In quell’aula avrebbe portato le denunce lanciate da Radio Aut contro la finta opposizione di certi comunisti. Le ansie dei contadini privati dei campi per ampliare l’area dell’aeroporto di Punta Raisi. Le violazioni urbanistiche. Insomma, avrebbe lottato contro le “mani sulla città”. Avrebbe indicato nomi e cognomi di chi allungava quelle mani rubando futuro, prospettive, libertà ai giovani siciliani.

Spiega una nota del centro di documentazione Peppino Impastato, dalla quale traspare la penna di quell’intellettuale raffinato ed incazzato che è Umberto Santino: “Peppino ha attraversato il suo percorso politico in quelle formazioni della ‘sinistra rivoluzionaria’ nate prima e dopo la contestazione del ’68. Dai gruppi marxisti-leninisti alla campagna elettorale per il Manifesto, a Lotta continua, alla candidatura alle elezioni comunali come Democrazia Proletaria”.

Insomma, Peppino Impastato nella “sua scelta del comunismo rifuggiva dalle dittature burocratiche del socialismo reale e si fondava sull’eguaglianza, il soddisfacimento collettivo dei bisogni, la partecipazione dal basso”.

Da qui “la polemica con il Pci nella stagione del compromesso storico, l’impegno a fianco dei contadini espropriati per l’ampliamento dell’aeroporto, degli edili disoccupati, con l’obiettivo di coniugare lotte sociali e impegno culturale e politico fuori e all’interno delle istituzioni”.

Insomma, al di là dell’iconografia mediatica il politico Peppino Impastato non solo non è meno rilevante del giornalista Peppino Impastato ma ne è in qualche modo diretta conseguenza.

Diceva Enzo Biagi, “Denunciare è del giornalismo… proporre soluzioni è già politica”.

Peppino era stufo di denunciare. Voleva sedere in consiglio, essere la voce degli operai sfruttati, dei contadini defraudati, dei giovani affamati di futuro e opportunità rubate dal consociativismo e dalle collusioni tra poteri indicibili. Ma che Peppino chiamava per nome e cognome.

Quella notte tra l’8 e il 9 maggio di trent’anni fa Peppino fu intercettato dai “bravi” del sistema lungo quei cento passi che dividevano la sua scelta di legalità dalle origini mafiose della propria famiglia. I servi della borghesia mafiosa inscenarono il suicidio tecnico di un terrorista. Chi lo conosceva rigettò con sdegno l’ultima calunnia.

La campagna elettorale era ancora in corso. La rivolta delle coscienze avviata con l’esempio di una vita fu raccolta come una sfida da quei cittadini che indicarono ugualmente il nome Impastato sulla scheda elettorale. Nel segreto dell’urna Peppino Impastato, la sua idea di politica al servizio degli ultimi, degli invisibili, aveva trionfato.

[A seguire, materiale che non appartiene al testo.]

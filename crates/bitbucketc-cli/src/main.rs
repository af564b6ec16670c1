//! bitbucketc CLI tool.

use clap::{Parser, Subcommand};
use tracing_subscriber::EnvFilter;

mod commands;

#[derive(Parser)]
#[command(name = "bitbucketc")]
#[command(about = "Command line tools for Bitbucket Pipelines", long_about = None)]
struct Cli {
    #[command(subcommand)]
    command: Commands,
}

#[derive(Subcommand)]
enum Commands {
    /// Compile a pipeline configuration into an execution plan
    Compile(commands::compile::CompileArgs),
    /// Validate a pipeline configuration
    Validate {
        /// Path to the configuration file
        #[arg(default_value = commands::DEFAULT_CONFIG)]
        path: String,
    },
}

fn main() -> anyhow::Result<()> {
    dotenvy::dotenv().ok();

    tracing_subscriber::fmt()
        .with_env_filter(
            EnvFilter::try_from_default_env().unwrap_or_else(|_| EnvFilter::new("info")),
        )
        .with_writer(std::io::stderr)
        .init();

    let cli = Cli::parse();

    match cli.command {
        Commands::Compile(args) => {
            commands::compile::run(&args)?;
        }
        Commands::Validate { path } => {
            commands::validate(&path)?;
        }
    }

    Ok(())
}
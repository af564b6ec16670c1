//! Runtime metadata for a pipeline run.
//!
//! Metadata describes the repository, the current and previous builds, the
//! job and the CI system. The compiler reads the current commit to choose a
//! pipeline and exposes the whole tree to every container through
//! [`Metadata::environ`].

use regex::Regex;
use serde::{Deserialize, Serialize};
use std::collections::BTreeMap;
use std::sync::LazyLock;

/// Event name for tag builds.
pub const EVENT_TAG: &str = "tag";
/// Event name for pull request builds.
pub const EVENT_PULL: &str = "pull_request";
/// Event name for push builds.
pub const EVENT_PUSH: &str = "push";
/// Event name for deployment builds.
pub const EVENT_DEPLOY: &str = "deployment";

/// Ref prefix identifying a tag.
pub const TAG_REF_PREFIX: &str = "refs/tags/";

// First run of digits in a pull request ref, e.g. refs/pull/42/head
static PULL_REGEX: LazyLock<Regex> = LazyLock::new(|| Regex::new(r"\d+").unwrap());

/// Runtime metadata.
#[derive(Debug, Clone, Default, PartialEq, Eq, Serialize, Deserialize)]
pub struct Metadata {
    pub repo: Repo,
    /// The build being compiled.
    pub curr: Build,
    /// The previous build of the same repository.
    pub prev: Build,
    pub job: Job,
    pub sys: System,
}

/// Repository metadata.
#[derive(Debug, Clone, Default, PartialEq, Eq, Serialize, Deserialize)]
pub struct Repo {
    pub name: String,
    pub link: String,
    pub remote: String,
    pub private: bool,
}

/// Build metadata. Timestamps are unix seconds.
#[derive(Debug, Clone, Default, PartialEq, Eq, Serialize, Deserialize)]
pub struct Build {
    pub number: i64,
    pub created: i64,
    pub started: i64,
    pub finished: i64,
    pub status: String,
    pub event: String,
    pub link: String,
    pub target: String,
    pub commit: Commit,
}

/// Commit metadata.
#[derive(Debug, Clone, Default, PartialEq, Eq, Serialize, Deserialize)]
pub struct Commit {
    pub sha: String,
    #[serde(rename = "ref")]
    pub ref_name: String,
    pub refspec: String,
    pub branch: String,
    pub message: String,
    pub author: Author,
}

/// Commit author metadata.
#[derive(Debug, Clone, Default, PartialEq, Eq, Serialize, Deserialize)]
pub struct Author {
    pub name: String,
    pub email: String,
    pub avatar: String,
}

/// Job metadata.
#[derive(Debug, Clone, Default, PartialEq, Eq, Serialize, Deserialize)]
pub struct Job {
    pub number: i64,
    /// Matrix axis values for this job, if the build is a matrix build.
    pub matrix: BTreeMap<String, String>,
}

/// CI system metadata.
#[derive(Debug, Clone, Default, PartialEq, Eq, Serialize, Deserialize)]
pub struct System {
    pub name: String,
    pub link: String,
    /// Platform, e.g. `linux/amd64`.
    pub arch: String,
}

impl Commit {
    /// The tag name if the ref points at a tag.
    pub fn tag(&self) -> Option<&str> {
        self.ref_name.strip_prefix(TAG_REF_PREFIX)
    }
}

impl Metadata {
    /// Flatten the metadata into `CI_*` environment variables.
    pub fn environ(&self) -> BTreeMap<String, String> {
        let mut env = BTreeMap::new();

        let mut set = |key: &str, value: String| {
            env.insert(key.to_string(), value);
        };

        set("CI", self.sys.name.clone());
        set("CI_REPO", self.repo.name.clone());
        set("CI_REPO_NAME", self.repo.name.clone());
        set("CI_REPO_LINK", self.repo.link.clone());
        set("CI_REPO_REMOTE", self.repo.remote.clone());
        set("CI_REMOTE_URL", self.repo.remote.clone());
        set("CI_REPO_PRIVATE", self.repo.private.to_string());

        set("CI_JOB_NUMBER", self.job.number.to_string());

        set("CI_SYSTEM", self.sys.name.clone());
        set("CI_SYSTEM_NAME", self.sys.name.clone());
        set("CI_SYSTEM_LINK", self.sys.link.clone());
        set("CI_SYSTEM_ARCH", self.sys.arch.clone());

        build_environ(&mut env, "CI_", &self.curr);
        build_environ(&mut env, "CI_PREV_", &self.prev);

        if self.curr.event == EVENT_TAG {
            let tag = self.curr.commit.tag().unwrap_or(&self.curr.commit.ref_name);
            env.insert("CI_TAG".to_string(), tag.to_string());
        }
        if self.curr.event == EVENT_PULL {
            let pull = PULL_REGEX
                .find(&self.curr.commit.ref_name)
                .map(|m| m.as_str())
                .unwrap_or_default();
            env.insert("CI_PULL_REQUEST".to_string(), pull.to_string());
        }

        env
    }
}

fn build_environ(env: &mut BTreeMap<String, String>, prefix: &str, build: &Build) {
    let commit = &build.commit;
    let vars = [
        ("BUILD_NUMBER", build.number.to_string()),
        ("BUILD_CREATED", build.created.to_string()),
        ("BUILD_STARTED", build.started.to_string()),
        ("BUILD_FINISHED", build.finished.to_string()),
        ("BUILD_STATUS", build.status.clone()),
        ("BUILD_EVENT", build.event.clone()),
        ("BUILD_LINK", build.link.clone()),
        ("BUILD_TARGET", build.target.clone()),
        ("COMMIT_SHA", commit.sha.clone()),
        ("COMMIT_REF", commit.ref_name.clone()),
        ("COMMIT_REFSPEC", commit.refspec.clone()),
        ("COMMIT_BRANCH", commit.branch.clone()),
        ("COMMIT_MESSAGE", commit.message.clone()),
        ("COMMIT_AUTHOR", commit.author.name.clone()),
        ("COMMIT_AUTHOR_NAME", commit.author.name.clone()),
        ("COMMIT_AUTHOR_EMAIL", commit.author.email.clone()),
        ("COMMIT_AUTHOR_AVATAR", commit.author.avatar.clone()),
    ];
    for (key, value) in vars {
        env.insert(format!("{}{}", prefix, key), value);
    }
}

#[cfg(test)]
mod tests {
    use super::*;

    fn sample() -> Metadata {
        Metadata {
            repo: Repo {
                name: "octocat/hello-world".to_string(),
                link: "https://github.com/octocat/hello-world".to_string(),
                remote: "https://github.com/octocat/hello-world.git".to_string(),
                private: true,
            },
            curr: Build {
                number: 42,
                event: EVENT_PUSH.to_string(),
                commit: Commit {
                    sha: "abc123".to_string(),
                    ref_name: "refs/heads/master".to_string(),
                    branch: "master".to_string(),
                    author: Author {
                        name: "octocat".to_string(),
                        ..Default::default()
                    },
                    ..Default::default()
                },
                ..Default::default()
            },
            prev: Build {
                number: 41,
                status: "success".to_string(),
                ..Default::default()
            },
            sys: System {
                name: "pipec".to_string(),
                link: "https://github.com/cncd/pipec".to_string(),
                arch: "linux/amd64".to_string(),
            },
            ..Default::default()
        }
    }

    #[test]
    fn test_repo_environ() {
        let env = sample().environ();
        assert_eq!(env["CI_REPO_NAME"], "octocat/hello-world");
        assert_eq!(env["CI_REPO_LINK"], "https://github.com/octocat/hello-world");
        assert_eq!(
            env["CI_REPO_REMOTE"],
            "https://github.com/octocat/hello-world.git"
        );
        assert_eq!(env["CI_REPO_PRIVATE"], "true");
    }

    #[test]
    fn test_build_environ() {
        let env = sample().environ();
        assert_eq!(env["CI_BUILD_NUMBER"], "42");
        assert_eq!(env["CI_COMMIT_SHA"], "abc123");
        assert_eq!(env["CI_COMMIT_BRANCH"], "master");
        assert_eq!(env["CI_COMMIT_AUTHOR"], "octocat");
        assert_eq!(env["CI_PREV_BUILD_NUMBER"], "41");
        assert_eq!(env["CI_PREV_BUILD_STATUS"], "success");
        assert_eq!(env["CI_SYSTEM_ARCH"], "linux/amd64");
        assert_eq!(env["CI"], "pipec");
    }

    #[test]
    fn test_tag_only_for_tag_events() {
        let mut meta = sample();
        assert!(!meta.environ().contains_key("CI_TAG"));

        meta.curr.event = EVENT_TAG.to_string();
        meta.curr.commit.ref_name = "refs/tags/v1.2.0".to_string();
        assert_eq!(meta.environ()["CI_TAG"], "v1.2.0");
    }

    #[test]
    fn test_pull_request_number() {
        let mut meta = sample();
        meta.curr.event = EVENT_PULL.to_string();
        meta.curr.commit.ref_name = "refs/pull/17/head".to_string();
        assert_eq!(meta.environ()["CI_PULL_REQUEST"], "17");
    }

    #[test]
    fn test_commit_tag() {
        let mut commit = Commit::default();
        assert_eq!(commit.tag(), None);
        commit.ref_name = "refs/tags/release-1.0".to_string();
        assert_eq!(commit.tag(), Some("release-1.0"));
    }
}
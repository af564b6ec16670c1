//! Pipeline selection for a commit.
//!
//! A tag pipeline wins over a branch pipeline, which wins over the default
//! pipeline. Patterns use shell glob syntax (`*`, `?`, `[...]`) and `*` never
//! crosses a `/`, not even when written as `**`.
//!
//! The tag and branch maps are unordered. When more than one pattern matches
//! the same name, whichever the map yields first is used, so configurations
//! should not rely on overlapping patterns.

use crate::pipeline::{Config, Stage};
use glob::{MatchOptions, Pattern};
use std::collections::HashMap;
use tracing::{debug, warn};

const TAG_PREFIX: &str = "refs/tags/";

const MATCH_OPTIONS: MatchOptions = MatchOptions {
    case_sensitive: true,
    require_literal_separator: true,
    require_literal_leading_dot: false,
};

/// Select the pipeline to run for `git_ref` and `branch`.
pub fn select<'a>(config: &'a Config, git_ref: &str, branch: &str) -> &'a Stage {
    let pipelines = &config.pipelines;
    let tag = git_ref.strip_prefix(TAG_PREFIX).unwrap_or(git_ref);

    if let Some((pattern, stage)) = find_match(&pipelines.tags, tag) {
        debug!(pattern, tag, "selected tag pipeline");
        return stage;
    }

    if let Some((pattern, stage)) = find_match(&pipelines.branches, branch) {
        debug!(pattern, branch, "selected branch pipeline");
        return stage;
    }

    debug!(git_ref, branch, "selected default pipeline");
    &pipelines.default
}

impl Config {
    /// Select the pipeline to run for `git_ref` and `branch`.
    pub fn pipeline(&self, git_ref: &str, branch: &str) -> &Stage {
        select(self, git_ref, branch)
    }
}

fn find_match<'a>(stages: &'a HashMap<String, Stage>, name: &str) -> Option<(&'a str, &'a Stage)> {
    stages
        .iter()
        .find(|(pattern, _)| glob_match(pattern, name))
        .map(|(pattern, stage)| (pattern.as_str(), stage))
}

/// Match `name` against a shell glob. Invalid patterns never match.
///
/// Besides `*`, `?` and `[...]`, this accepts `[^...]` negation and `\x`
/// escapes, and treats a run of stars like a single `*`.
pub fn glob_match(pattern: &str, name: &str) -> bool {
    let Some(translated) = translate_pattern(pattern) else {
        warn!(pattern, "ignoring invalid pipeline pattern");
        return false;
    };

    match Pattern::new(&translated) {
        Ok(p) => p.matches_with(name, MATCH_OPTIONS),
        Err(e) => {
            warn!(pattern, error = %e, "ignoring invalid pipeline pattern");
            false
        }
    }
}

// Rewrite a shell pattern into the dialect understood by `glob::Pattern`.
fn translate_pattern(pattern: &str) -> Option<String> {
    let mut out = String::with_capacity(pattern.len());
    let mut chars = pattern.chars().peekable();

    while let Some(c) = chars.next() {
        match c {
            '\\' => match chars.next()? {
                c @ ('*' | '?' | '[' | ']') => {
                    out.push('[');
                    out.push(c);
                    out.push(']');
                }
                c => out.push(c),
            },
            '*' => {
                while chars.next_if_eq(&'*').is_some() {}
                out.push('*');
            }
            '[' => {
                out.push('[');
                if chars.next_if(|&c| c == '^' || c == '!').is_some() {
                    out.push('!');
                }
                // A leading `]` is a member of the class.
                if let Some(first) = chars.next_if_eq(&']') {
                    out.push(first);
                }
                loop {
                    match chars.next()? {
                        ']' => break,
                        '\\' => out.push(chars.next()?),
                        c => out.push(c),
                    }
                }
                out.push(']');
            }
            c => out.push(c),
        }
    }

    Some(out)
}
//! Engine-ready execution plan.
//!
//! A plan is a list of volumes plus an ordered list of stages. Every stage
//! produced by the compiler holds exactly one step; the runner executes the
//! stages in order and consults each step's `on_success` / `on_failure` flags
//! to decide whether it runs after the previous step's outcome.

use derive_more::Display;
use serde::{Deserialize, Serialize};
use std::collections::BTreeMap;

/// The compiled pipeline handed to the execution engine.
#[derive(Debug, Clone, Default, PartialEq, Eq, Serialize, Deserialize)]
pub struct ExecutionPlan {
    /// Volumes the engine creates before running any stage.
    pub volumes: Vec<Volume>,
    /// Stages in execution order.
    pub stages: Vec<Stage>,
}

impl ExecutionPlan {
    /// Iterate over every step of the plan in execution order.
    pub fn steps(&self) -> impl Iterator<Item = &Step> {
        self.stages.iter().flat_map(|s| s.steps.iter())
    }
}

/// Volume driver understood by the engine.
#[derive(Debug, Clone, Copy, PartialEq, Eq, Serialize, Deserialize, Display)]
#[serde(rename_all = "lowercase")]
pub enum VolumeDriver {
    #[display("local")]
    Local,
}

/// A named volume created at runtime.
#[derive(Debug, Clone, PartialEq, Eq, Serialize, Deserialize)]
pub struct Volume {
    pub driver: VolumeDriver,
    pub name: String,
}

impl Volume {
    /// A local volume with the given name.
    pub fn local(name: impl Into<String>) -> Self {
        Self {
            driver: VolumeDriver::Local,
            name: name.into(),
        }
    }

    /// Bind spec mounting this volume at `target` (`name:target`).
    pub fn bind(&self, target: &str) -> String {
        format!("{}:{}", self.name, target)
    }
}

/// A group of steps executed together.
#[derive(Debug, Clone, PartialEq, Eq, Serialize, Deserialize)]
pub struct Stage {
    /// Runtime name, namespaced by the compiler prefix.
    pub name: String,
    /// Short name without the prefix.
    pub alias: String,
    pub steps: Vec<Step>,
}

impl Stage {
    /// A stage wrapping exactly one step.
    pub fn single(name: impl Into<String>, alias: impl Into<String>, step: Step) -> Self {
        Self {
            name: name.into(),
            alias: alias.into(),
            steps: vec![step],
        }
    }
}

/// A single container execution.
#[derive(Debug, Clone, PartialEq, Eq, Serialize, Deserialize)]
pub struct Step {
    /// Runtime container name, namespaced by the compiler prefix.
    pub name: String,
    /// Short name without the prefix.
    pub alias: String,
    /// Fully tagged image reference.
    pub image: String,
    /// Container environment. Ordered so serialized plans are reproducible.
    pub environment: BTreeMap<String, String>,
    #[serde(default, skip_serializing_if = "Vec::is_empty")]
    pub entrypoint: Vec<String>,
    #[serde(default, skip_serializing_if = "Vec::is_empty")]
    pub command: Vec<String>,
    /// Bind specs in `source:target` form.
    pub volumes: Vec<String>,
    pub working_dir: String,
    /// Run when the previous step succeeded.
    pub on_success: bool,
    /// Run when the previous step failed.
    pub on_failure: bool,
}

#[cfg(test)]
mod tests {
    use super::*;

    fn step(name: &str) -> Step {
        Step {
            name: format!("test_{}", name),
            alias: name.to_string(),
            image: "alpine:latest".to_string(),
            environment: BTreeMap::from([("HOME".to_string(), "/root".to_string())]),
            entrypoint: Vec::new(),
            command: Vec::new(),
            volumes: vec!["test_workspace:/workspace".to_string()],
            working_dir: "/workspace/src".to_string(),
            on_success: true,
            on_failure: false,
        }
    }

    #[test]
    fn test_volume_bind() {
        let volume = Volume::local("pipeline_workspace");
        assert_eq!(volume.driver.to_string(), "local");
        assert_eq!(volume.bind("/workspace"), "pipeline_workspace:/workspace");
    }

    #[test]
    fn test_steps_iterates_in_order() {
        let plan = ExecutionPlan {
            volumes: vec![Volume::local("test_workspace")],
            stages: vec![
                Stage::single("test_clone", "clone", step("clone")),
                Stage::single("test_stage_0", "stage_0", step("step_0")),
            ],
        };

        let aliases: Vec<&str> = plan.steps().map(|s| s.alias.as_str()).collect();
        assert_eq!(aliases, vec!["clone", "step_0"]);
    }

    #[test]
    fn test_serialized_shape() {
        let plan = ExecutionPlan {
            volumes: vec![Volume::local("test_workspace")],
            stages: vec![Stage::single("test_clone", "clone", step("clone"))],
        };

        let value = serde_json::to_value(&plan).unwrap();
        assert_eq!(value["volumes"][0]["driver"], "local");
        assert_eq!(value["volumes"][0]["name"], "test_workspace");

        let step = &value["stages"][0]["steps"][0];
        assert_eq!(step["working_dir"], "/workspace/src");
        assert_eq!(step["on_success"], true);
        assert_eq!(step["on_failure"], false);
        // empty entrypoint and command are left to the image defaults
        assert!(step.get("entrypoint").is_none());
        assert!(step.get("command").is_none());
    }
}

Le idee di Peppino in questi trent’anni hanno fatto un lungo cammino. Si son mosse sulle gambe della madre Felicia Bartolotta che ha denunciato il sistema mafioso sino all’ultimo respiro. Si son mosse sulle gambe di Giovanni, il fratello strattonato lungo quei cento passi descritti nel film che ha rivelato al mondo la storia degli Impastato. Si son mosse con la meticolosa opera storiografica ed epistemologica di Umberto Santino che è il più profondo conoscitore dell’opera giornalistica e dell’impegno politico di Peppino Impastato.

Son passati trent’anni da quella notte, a Cinisi giungono da tutta Italia per celebrare il forum sociale dell’antimafia dedicato alla memoria di Felicia e Peppino Impastato.

Niente lacrime ragazzi. Solo politica. Buona politica. E non parole in libertà ma libertà di esprimere pensieri ben ponderati in tutta libertà.

Tanta strada c’è da fare. A Palermo è nata Addio Pizzo, vi hanno aderito quattrocento commercianti… su diecimila. La borghesia mafiosa è ancora preponderante. Ma un uomo può fare la differenza, nel giornalismo, come in politica. Un uomo.